[in]     Application programming interface. This document contains a programmer's guide to the fuzzy machine learning system. It provides a description of the Ada packages comprising the machine learning system core and examples of use. If you want to use the framework programmatically, as a library, or extend it, you have to read this document.
[in] Fuzzy control language. This document contains the specification of the intuitionisitc extension of the Fuzzy Control Language used by the fuzzy machine learning system. The extension is compatible with the draft IEC 1131 with the following goals in mind:
  • Full support of intuitionistic fuzzy sets as an extension of plain fuzzy sets on the case of incomplete and contradictory data. Intuitionistic fuzzy sets natively express the measurement errors as found in physical systems;
  • Integrated support of dimensioned values in SI (Le Système International d'Unités) unit system. Support for irregular dimension units and ones outside SI;
  • The language should represent a fully functional consistent subset of FCL as specified in the draft.
[in] Graphical user interface. The graphical user interface is a GTK+ front end to the fuzzy machine learning system, which can be used to conduct experiments without programming. This document is a user guide to the interface.
[in] On intuitionistic fuzzy machine learning. The paper that laid the foundations of the intuitionistic machine learning used in the fuzzy machine learning system.

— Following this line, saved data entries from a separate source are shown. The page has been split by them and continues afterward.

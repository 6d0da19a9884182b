use crate::metrics::VoucherMetrics;
use crate::retry::retry_conflicts;
use crate::{VoucherEngine, finish};
use chrono::{DateTime, Utc};
use constant_time_eq::constant_time_eq;
use std::time::Instant;
use voucher_core::code::normalize_code;
use voucher_core::lifecycle::{self, Transition};
use voucher_core::{
    BatchStatus, Clock, NewAccount, RedeemRequest, Redemption, Result, VoucherError,
    VoucherStatus, VoucherStore, VoucherTransaction,
};

/// How a redemption transaction ended.
enum Attempt {
    Redeemed(Redemption),
    /// The voucher was found past its deadline and moved to `expired`.
    /// The transaction commits so the expiry is durable.
    Expired,
}

impl<S: VoucherStore, C: Clock> VoucherEngine<S, C> {
    /// Exchange a voucher code for a new network access account.
    ///
    /// The voucher row is locked for the whole transaction and the final
    /// `available -> used` write is conditional, so for a given code at most
    /// one redemption ever commits. A loser of the race that slipped past
    /// the lock is retried and then observes `VoucherNotAvailable`.
    ///
    /// The returned account and voucher carry no passwords.
    ///
    /// # Errors
    ///
    /// - [`VoucherError::Validation`] for a malformed request
    /// - [`VoucherError::VoucherNotFound`] for an unknown code
    /// - [`VoucherError::VoucherExpired`] if the deadline has passed
    /// - [`VoucherError::VoucherNotAvailable`] if the voucher is not `available`
    /// - [`VoucherError::InvalidVoucherPassword`] for a wrong voucher
    ///   password (or `VoucherNotFound` when masking is configured)
    /// - [`VoucherError::BatchDisabled`] if the owning batch is disabled
    /// - [`VoucherError::UsernameExists`] if the username is taken
    /// - [`VoucherError::ProfileNotFound`] if the billing profile is gone
    /// - storage errors from the store
    #[tracing::instrument(skip(self, request), fields(username = %request.username.trim()))]
    pub async fn redeem(&self, request: RedeemRequest) -> Result<Redemption> {
        let started = Instant::now();
        let result = self.redeem_with_retry(&request).await;

        match &result {
            Ok(redemption) => {
                tracing::info!(
                    voucher_id = %redemption.voucher.id,
                    batch_id = %redemption.voucher.batch_id,
                    user_id = %redemption.account.id,
                    "Voucher redeemed"
                );
                VoucherMetrics::record_redeem(started.elapsed());
            }
            Err(err) => {
                tracing::info!(error = %err, code = err.code(), "Voucher redemption rejected");
                VoucherMetrics::record_redeem_failure(err);
            }
        }
        result
    }

    async fn redeem_with_retry(&self, request: &RedeemRequest) -> Result<Redemption> {
        request.validate()?;
        let code = &normalize_code(&request.code);

        let attempt = retry_conflicts(&self.config.conflict_retry, || async move {
            let now = self.clock.now();
            let mut tx = self.store.begin().await?;
            let result = self.redeem_in(&mut tx, code, request, now).await;
            finish(tx, result).await
        })
        .await?;

        match attempt {
            Attempt::Redeemed(redemption) => Ok(redemption),
            Attempt::Expired => Err(VoucherError::VoucherExpired),
        }
    }

    async fn redeem_in(
        &self,
        tx: &mut S::Tx,
        code: &str,
        request: &RedeemRequest,
        now: DateTime<Utc>,
    ) -> Result<Attempt> {
        let voucher = tx
            .lock_voucher_by_code(code)
            .await?
            .ok_or(VoucherError::VoucherNotFound)?;
        let batch = tx
            .get_batch(voucher.batch_id)
            .await?
            .ok_or(VoucherError::VoucherNotFound)?;

        if voucher.status != VoucherStatus::Available {
            return Err(VoucherError::VoucherNotAvailable {
                status: voucher.status,
            });
        }

        if lifecycle::is_past_deadline(&voucher, &batch, now) {
            let expire = Transition::Expire;
            if !tx
                .transition_voucher(voucher.id, expire.sources(), expire.target(), now)
                .await?
            {
                return Err(VoucherError::TransactionConflict(format!(
                    "voucher {} changed while expiring",
                    voucher.id
                )));
            }
            tracing::warn!(
                voucher_id = %voucher.id,
                batch_id = %batch.id,
                deadline = %lifecycle::effective_deadline(&voucher, &batch),
                "Voucher expired on redemption attempt"
            );
            VoucherMetrics::record_expired();
            return Ok(Attempt::Expired);
        }

        if let Some(expected) = voucher.required_password() {
            let supplied = request.voucher_password.as_deref().unwrap_or_default();
            if !constant_time_eq(expected.as_bytes(), supplied.as_bytes()) {
                return Err(self.config.password_mismatch.error());
            }
        }

        if batch.status != BatchStatus::Enabled {
            return Err(VoucherError::BatchDisabled);
        }

        let username = request.username.trim();
        if tx.username_exists(username).await? {
            return Err(VoucherError::UsernameExists {
                username: username.to_string(),
            });
        }

        let expire_time = lifecycle::account_expiration(&voucher, &batch, now);

        let profile = tx
            .get_profile(voucher.profile_id)
            .await?
            .ok_or(VoucherError::ProfileNotFound(voucher.profile_id))?;
        let mut account = tx
            .create_account(&NewAccount::from_profile(&profile, request, expire_time, now))
            .await?;

        let used = Transition::Redeem.check(voucher.status)?;
        if !tx.redeem_voucher(voucher.id, account.id, now).await? {
            tracing::warn!(voucher_id = %voucher.id, "Lost redemption race, retrying");
            return Err(VoucherError::TransactionConflict(format!(
                "voucher {} was redeemed concurrently",
                voucher.id
            )));
        }

        tx.increment_used_count(batch.id, 1).await?;

        account.password.clear();
        let mut voucher = voucher.redacted();
        voucher.status = used;
        voucher.user_id = Some(account.id);
        voucher.redeemed_at = Some(now);
        voucher.updated_at = now;

        Ok(Attempt::Redeemed(Redemption { account, voucher }))
    }
}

Abstract: The aim of this work is to propose an intuitionistic formulation of the machine learning problem, completely independent from probability theory. Intuitionistic fuzzy sets naturally appear in machine learning based on possibility theory as a result of uncertainty in the measuring process. Considering this only type of uncertainty, a notion of fuzzy feature as a mapping. can be defined. Fuzzy features originate four different pattern spaces. Fuzzy classification is defined as a pair of images in the pattern spaces. Properties of the fuzzy pattern spaces required for fuzzy inference are demonstrated.